Activity for the week of 3 April-9 April 2002
The Weekly Volcanic Activity Report is a cooperative project between the Smithsonian's Global Volcanism Program and the US Geological Survey's Volcano Hazards Program. Updated by 2300 UTC every Wednesday, notices of volcanic activity posted on these pages are preliminary and subject to change as events are studied in more detail. This is not a comprehensive list of all of Earth's volcanoes erupting during the week, but rather a summary of activity at volcanoes that meet criteria discussed in detail in the "Criteria and Disclaimers" section. Carefully reviewed, detailed reports on various volcanoes are published monthly in the Bulletin of the Global Volcanism Network.
| 19.514°N, 103.62°W
| Elevation 3850 m
As of 6 April volcanism continued at Colima and more small explosion earthquakes were recorded than during the previous week. Incandescent lava avalanches, generated from the fronts of block-lava flows, continued to travel 2-3 km down Colima's S, SW, and W flanks, and sporadically down the E flank.
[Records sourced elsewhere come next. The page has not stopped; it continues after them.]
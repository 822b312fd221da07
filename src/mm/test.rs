//! Testes do page-table engine
//!
//! Rodam sobre a porta x86_64 com uma arena de frames de teste (memória
//! do heap, janela identity). Se o HHDM já foi movido do identity, os
//! testes não se aplicam e são pulados.

use crate::{kassert, kassert_eq};
use crate::arch::x86_64::page::{X86Pte, X86PtPort};
use crate::klib::test_framework::{TestCase, TestResult};
use crate::mm::aspace::AddressSpace;
use crate::mm::config::PAGE_SIZE;
use crate::mm::frame::{FrameAlloc, FrameFlags};
use crate::mm::hhdm;
use crate::mm::page::{PageFlags, PageTable, Pte};
use crate::mm::{PhysAddr, VirtAddr};
use alloc::alloc::{alloc, dealloc, Layout};

pub const MM_TESTS: &[TestCase] = &[
    TestCase::new("pt_insert_find", test_insert_find),
    TestCase::new("pt_remove_frees_tables", test_remove_frees_tables),
    TestCase::new("pt_remove_idempotent", test_remove_idempotent),
    TestCase::new("pt_shared_interior_tables", test_shared_interior_tables),
    TestCase::new("pt_update_bookkeeping", test_update_bookkeeping),
    TestCase::new("pt_make_global_persists", test_make_global_persists),
    TestCase::new("pt_aspace_lock", test_aspace_lock),
];

/// Arena de frames para testes: memória real do heap, endereços tratados
/// como físicos (válido só com a janela identity).
struct TestArena {
    base: *mut u8,
    layout: Layout,
    frames: usize,
    next: usize,
    outstanding: usize,
}

impl TestArena {
    fn new(frames: usize) -> Option<Self> {
        let layout = Layout::from_size_align(frames * PAGE_SIZE, PAGE_SIZE).ok()?;
        let base = unsafe { alloc(layout) };
        if base.is_null() {
            return None;
        }
        Some(Self {
            base,
            layout,
            frames,
            next: 0,
            outstanding: 0,
        })
    }
}

impl FrameAlloc for TestArena {
    fn alloc(&mut self, count: usize, _flags: FrameFlags, _constraint: u64) -> Option<PhysAddr> {
        if self.next + count > self.frames {
            return None;
        }
        let pa = PhysAddr::new(self.base as u64 + (self.next * PAGE_SIZE) as u64);
        self.next += count;
        self.outstanding += count;
        Some(pa)
    }

    fn free(&mut self, _addr: PhysAddr, count: usize) {
        self.outstanding -= count;
    }
}

impl Drop for TestArena {
    fn drop(&mut self) {
        unsafe { dealloc(self.base, self.layout) };
    }
}

fn identity_window() -> bool {
    hhdm::offset() == 0
}

const TEST_FLAGS: PageFlags = PageFlags::READ
    .union(PageFlags::WRITE)
    .union(PageFlags::USER)
    .union(PageFlags::CACHEABLE);

/// Mapeia e encontra: o find devolve frame e flags ∪ PRESENT.
fn test_insert_find() -> TestResult {
    if !identity_window() {
        return TestResult::Skip;
    }
    let mut arena = match TestArena::new(16) {
        Some(a) => a,
        None => return TestResult::Fail,
    };

    let mut pt: PageTable<X86PtPort> = match PageTable::new(&mut arena) {
        Ok(pt) => pt,
        Err(_) => return TestResult::Fail,
    };
    kassert_eq!(arena.outstanding, 1);

    let page = VirtAddr::new(0x4000);
    let frame = PhysAddr::new(0x10_0000);
    if pt.insert(&mut arena, page, frame, TEST_FLAGS).is_err() {
        return TestResult::Fail;
    }

    // Um nível interior novo por nível não inicializado: PTL1..PTL3.
    kassert_eq!(arena.outstanding, 4);

    let pte = match pt.find(page) {
        Some(pte) => pte,
        None => return TestResult::Fail,
    };
    kassert!(pte.is_present());
    kassert_eq!(pte.frame().as_u64(), frame.as_u64());
    kassert!(pte.flags().contains(TEST_FLAGS | PageFlags::PRESENT));

    // Página vizinha segue não mapeada.
    match pt.find(VirtAddr::new(0x5000)) {
        Some(other) => kassert!(!other.is_present()),
        None => return TestResult::Fail,
    }

    TestResult::Pass
}

/// Remover libera as tabelas interiores que esvaziaram (PTL0 fica).
fn test_remove_frees_tables() -> TestResult {
    if !identity_window() {
        return TestResult::Skip;
    }
    let mut arena = match TestArena::new(16) {
        Some(a) => a,
        None => return TestResult::Fail,
    };
    let mut pt: PageTable<X86PtPort> = match PageTable::new(&mut arena) {
        Ok(pt) => pt,
        Err(_) => return TestResult::Fail,
    };

    let page = VirtAddr::new(0x4000);
    if pt
        .insert(&mut arena, page, PhysAddr::new(0x10_0000), TEST_FLAGS)
        .is_err()
    {
        return TestResult::Fail;
    }
    kassert_eq!(arena.outstanding, 4);

    pt.remove(&mut arena, page);

    match pt.find(page) {
        None => {}
        Some(pte) => kassert!(!pte.is_present()),
    }
    kassert_eq!(arena.outstanding, 1);

    TestResult::Pass
}

/// Remover página já desmapeada é no-op.
fn test_remove_idempotent() -> TestResult {
    if !identity_window() {
        return TestResult::Skip;
    }
    let mut arena = match TestArena::new(16) {
        Some(a) => a,
        None => return TestResult::Fail,
    };
    let mut pt: PageTable<X86PtPort> = match PageTable::new(&mut arena) {
        Ok(pt) => pt,
        Err(_) => return TestResult::Fail,
    };

    pt.remove(&mut arena, VirtAddr::new(0x4000));
    kassert_eq!(arena.outstanding, 1);

    let page = VirtAddr::new(0x8000);
    if pt
        .insert(&mut arena, page, PhysAddr::new(0x20_0000), TEST_FLAGS)
        .is_err()
    {
        return TestResult::Fail;
    }
    pt.remove(&mut arena, page);
    pt.remove(&mut arena, page);
    kassert_eq!(arena.outstanding, 1);

    TestResult::Pass
}

/// Tabelas interiores compartilhadas só caem quando a última página sai.
fn test_shared_interior_tables() -> TestResult {
    if !identity_window() {
        return TestResult::Skip;
    }
    let mut arena = match TestArena::new(16) {
        Some(a) => a,
        None => return TestResult::Fail,
    };
    let mut pt: PageTable<X86PtPort> = match PageTable::new(&mut arena) {
        Ok(pt) => pt,
        Err(_) => return TestResult::Fail,
    };

    let page_a = VirtAddr::new(0x4000);
    let page_b = VirtAddr::new(0x5000); // mesma PT folha
    if pt
        .insert(&mut arena, page_a, PhysAddr::new(0x10_0000), TEST_FLAGS)
        .is_err()
    {
        return TestResult::Fail;
    }
    if pt
        .insert(&mut arena, page_b, PhysAddr::new(0x20_0000), TEST_FLAGS)
        .is_err()
    {
        return TestResult::Fail;
    }
    kassert_eq!(arena.outstanding, 4);

    pt.remove(&mut arena, page_a);
    // page_b mantém o caminho vivo.
    kassert_eq!(arena.outstanding, 4);
    kassert!(pt.find(page_b).is_some());

    pt.remove(&mut arena, page_b);
    kassert_eq!(arena.outstanding, 1);

    TestResult::Pass
}

/// update só mexe em bits de bookkeeping (frame/present/write/exec
/// idênticos).
fn test_update_bookkeeping() -> TestResult {
    if !identity_window() {
        return TestResult::Skip;
    }
    let mut arena = match TestArena::new(16) {
        Some(a) => a,
        None => return TestResult::Fail,
    };
    let mut pt: PageTable<X86PtPort> = match PageTable::new(&mut arena) {
        Ok(pt) => pt,
        Err(_) => return TestResult::Fail,
    };

    let page = VirtAddr::new(0x4000);
    if pt
        .insert(&mut arena, page, PhysAddr::new(0x10_0000), TEST_FLAGS)
        .is_err()
    {
        return TestResult::Fail;
    }

    let old = match pt.find(page) {
        Some(pte) => pte,
        None => return TestResult::Fail,
    };

    // Bit accessed (5) é bookkeeping.
    let new = X86Pte::from_raw(old.raw() | (1 << 5));
    pt.update(page, new);

    match pt.find(page) {
        Some(pte) => kassert_eq!(pte.raw(), new.raw()),
        None => return TestResult::Fail,
    }

    TestResult::Pass
}

/// Tabelas instaladas por make_global sobrevivem ao remove.
fn test_make_global_persists() -> TestResult {
    if !identity_window() {
        return TestResult::Skip;
    }
    let cfg = match crate::config::try_get() {
        Some(cfg) => cfg,
        None => return TestResult::Skip,
    };
    if cfg.km_size == 0 {
        return TestResult::Skip;
    }

    let mut arena = match TestArena::new(16) {
        Some(a) => a,
        None => return TestResult::Fail,
    };
    let mut pt: PageTable<X86PtPort> = match PageTable::new(&mut arena) {
        Ok(pt) => pt,
        Err(_) => return TestResult::Fail,
    };

    if pt
        .make_global(&mut arena, VirtAddr::new(cfg.km_base), cfg.km_size)
        .is_err()
    {
        return TestResult::Fail;
    }
    // Uma PTL1 por entrada da raiz coberta (km_size = 2 spans).
    let globals = arena.outstanding - 1;
    kassert!(globals > 0);

    // Mapear e desmapear dentro da região km: PTL2/PTL3 vão e voltam,
    // mas as tabelas globais ficam.
    let page = VirtAddr::new(cfg.km_base + 0x4000);
    if pt
        .insert(&mut arena, page, PhysAddr::new(0x30_0000), TEST_FLAGS)
        .is_err()
    {
        return TestResult::Fail;
    }
    kassert_eq!(arena.outstanding, 1 + globals + 2);

    pt.remove(&mut arena, page);
    kassert_eq!(arena.outstanding, 1 + globals);

    match pt.find(page) {
        None => {}
        Some(pte) => kassert!(!pte.is_present()),
    }

    TestResult::Pass
}

/// O lock do address space cobre as operações; lookup_unlocked funciona
/// sem ele.
fn test_aspace_lock() -> TestResult {
    if !identity_window() {
        return TestResult::Skip;
    }
    let mut arena = match TestArena::new(16) {
        Some(a) => a,
        None => return TestResult::Fail,
    };

    let aspace: AddressSpace<X86PtPort> = match AddressSpace::new(&mut arena) {
        Ok(a) => a,
        Err(_) => return TestResult::Fail,
    };

    let page = VirtAddr::new(0x4000);
    {
        let mut pt = aspace.lock();
        kassert!(aspace.is_locked());
        if pt
            .insert(&mut arena, page, PhysAddr::new(0x10_0000), TEST_FLAGS)
            .is_err()
        {
            return TestResult::Fail;
        }
    }
    kassert!(!aspace.is_locked());

    match aspace.lookup_unlocked(page) {
        Some(pte) => kassert!(pte.is_present()),
        None => return TestResult::Fail,
    }

    TestResult::Pass
}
In addition, block-lava flows extended 550 m down the SW flank and 2 km down the W flank.
Source: Centro Universitario de Estudios e Investigaciones de Vulcanologia - Universidad de Colima
| Sicily (Italy)
| 37.748°N, 14.999°E
| Elevation 3320 m
Ash emissions during 29 March-6 April at Etna's Bocca Nuova crater deposited ash as far as the town of Catania ~25 km SSE of the volcano. Ash emissions apparently stopped at Northeast Crater by 2 April; only steam was visible rising above the crater. During 4 and 5 April, earthquakes occurred at or near Etna with magnitudes up to 4.2.
Sources: Italy's Volcanoes, Etna Volcan Sicilien (Charles Rivière)
| Eastern Kamchatka (Russia)
| 54.049°N, 159.443°E
| Elevation 1513 m
During 29 March-2 April, seismicity was above background levels at Karymsky. No seismic data have been available since 3 April due to seismic station malfunction. Faint thermal anomalies were visible on AVHRR satellite imagery on 30 and 31 March. No ash was visible on any satellite imagery. The last assigned Concern Color Code (until 2 April) was Yellow ("volcano is restless").
Source: Kamchatkan Volcanic Eruption Response Team (KVERT)
| Hawaiian Islands (USA)
| 19.421°N, 155.287°W
| Elevation 1222 m
During 4-6 April, a remarkable series of deflation and inflation events occurred at Kilauea. Beginning on 4 April around 2100, Kilauea's summit deflated and 30 minutes later Pu`u `O`o followed. The summit deflated ~1.7 microradians and Pu`u` O`o dropped ~9 microradians. On 5 April rapid inflation began at 1600 at the summit and 12-13 minutes later at Pu`u` O`o. Inflation ended at the summit at 1700, when the summit abruptly deflated, and at Pu`u` O`o at 1800. Then, tilt at Pu`u` O`o oscillated three times between rapid deflation and slower inflation. After the tilt temporarily settled down, on 6 April at 0508 another oscillatory period commenced. Following 4.5 oscillations, tilt resumed slow, bumpy inflation after 1200 that same day.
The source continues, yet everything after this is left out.